##### Given records
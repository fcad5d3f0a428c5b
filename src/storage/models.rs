// SPDX-License-Identifier: AGPL-3.0-or-later
//
// Copyright (C) 2026 Fundbridge Contributors

//! Database row types.
//!
//! Rows are written once by the setup flow (plus one conflict-ignored insert
//! path for wrapped-token records) and read thereafter. Wallet seeds live in
//! plaintext columns: this is a testnet-only demo and the dashboard's forms
//! need them back.

use chrono::{DateTime, Utc};
use serde::{Deserialize, Serialize};
use sqlx::FromRow;
use utoipa::ToSchema;
use uuid::Uuid;

/// A crowdfunding issuer ("admin") wallet.
#[derive(Debug, Clone, Serialize, Deserialize, FromRow, ToSchema)]
pub struct Issuer {
    /// Unique identifier
    pub id: Uuid,
    /// Crowdfunding name ("A", "B", ...)
    pub name: String,
    /// Display name of the operator ("Admin-A")
    pub admin_name: String,
    /// Classic ledger address
    pub address: String,
    /// Wallet seed
    pub secret: String,
    /// When the row was created
    pub created_at: DateTime<Utc>,
}

/// An investor wallet, attached to the issuer whose campaign it joined.
#[derive(Debug, Clone, Serialize, Deserialize, FromRow, ToSchema)]
pub struct Investor {
    /// Unique identifier
    pub id: Uuid,
    /// Display name ("Investor-1")
    pub name: String,
    /// Classic ledger address
    pub address: String,
    /// Wallet seed
    pub secret: String,
    /// Owning issuer
    pub issuer_id: Uuid,
    /// When the row was created
    pub created_at: DateTime<Utc>,
}

/// A token an issuer mints for its campaign.
#[derive(Debug, Clone, Serialize, Deserialize, FromRow, ToSchema)]
pub struct Currency {
    /// Unique identifier
    pub id: Uuid,
    /// Currency code ("TKA")
    pub code: String,
    /// Issuing campaign
    pub issuer_id: Uuid,
}

/// A wrapped representation of another issuer's token.
#[derive(Debug, Clone, Serialize, Deserialize, FromRow, ToSchema)]
pub struct WrappedToken {
    /// Unique identifier
    pub id: Uuid,
    /// The original currency this token wraps
    pub currency_id: Uuid,
    /// Wrapped currency code as it appears on the ledger
    pub code: String,
    /// The issuer minting the wrapped representation
    pub issuer_id: Uuid,
    /// When the row was created
    pub created_at: DateTime<Utc>,
}

/// Everything the dashboard needs in one payload.
#[derive(Debug, Clone, Serialize, Deserialize, ToSchema)]
pub struct DashboardState {
    /// Network identifier (always "testnet")
    pub network: String,
    /// Issuer wallets
    pub issuers: Vec<Issuer>,
    /// Investor wallets
    pub investors: Vec<Investor>,
    /// Token definitions
    pub currencies: Vec<Currency>,
    /// Wrapped-token records
    pub wrapped_tokens: Vec<WrappedToken>,
    /// Whether initial distribution has happened
    pub distributed: bool,
}

#[cfg(test)]
mod tests {
    use super::*;
    use chrono::Utc;

    #[test]
    fn dashboard_state_serializes_flat() {
        let issuer = Issuer {
            id: Uuid::new_v4(),
            name: "A".to_string(),
            admin_name: "Admin-A".to_string(),
            address: "rISSUER".to_string(),
            secret: "sEdSEED".to_string(),
            created_at: Utc::now(),
        };

        let state = DashboardState {
            network: "testnet".to_string(),
            issuers: vec![issuer],
            investors: vec![],
            currencies: vec![],
            wrapped_tokens: vec![],
            distributed: true,
        };

        let json = serde_json::to_value(&state).unwrap();
        assert_eq!(json["network"], "testnet");
        assert_eq!(json["distributed"], true);
        assert_eq!(json["issuers"][0]["name"], "A");
        // The dashboard forms need the seed back; it must survive the trip.
        assert_eq!(json["issuers"][0]["secret"], "sEdSEED");
    }
}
##########
> **What is needed**
Your output should consist solely of the lines from the beginning of the entries through the line containing "seeds live in", reproduced exactly.

> **Written solution**
repository fcad5d3f0a428c5b
filename src/storage/models.rs
// SPDX-License-Identifier: AGPL-3.0-or-later
//
// Copyright (C) 2026 Fundbridge Contributors

//! Database row types.
//!
//! Rows are written once by the setup flow (plus one conflict-ignored insert
//! path for wrapped-token records) and read thereafter. Wallet seeds live in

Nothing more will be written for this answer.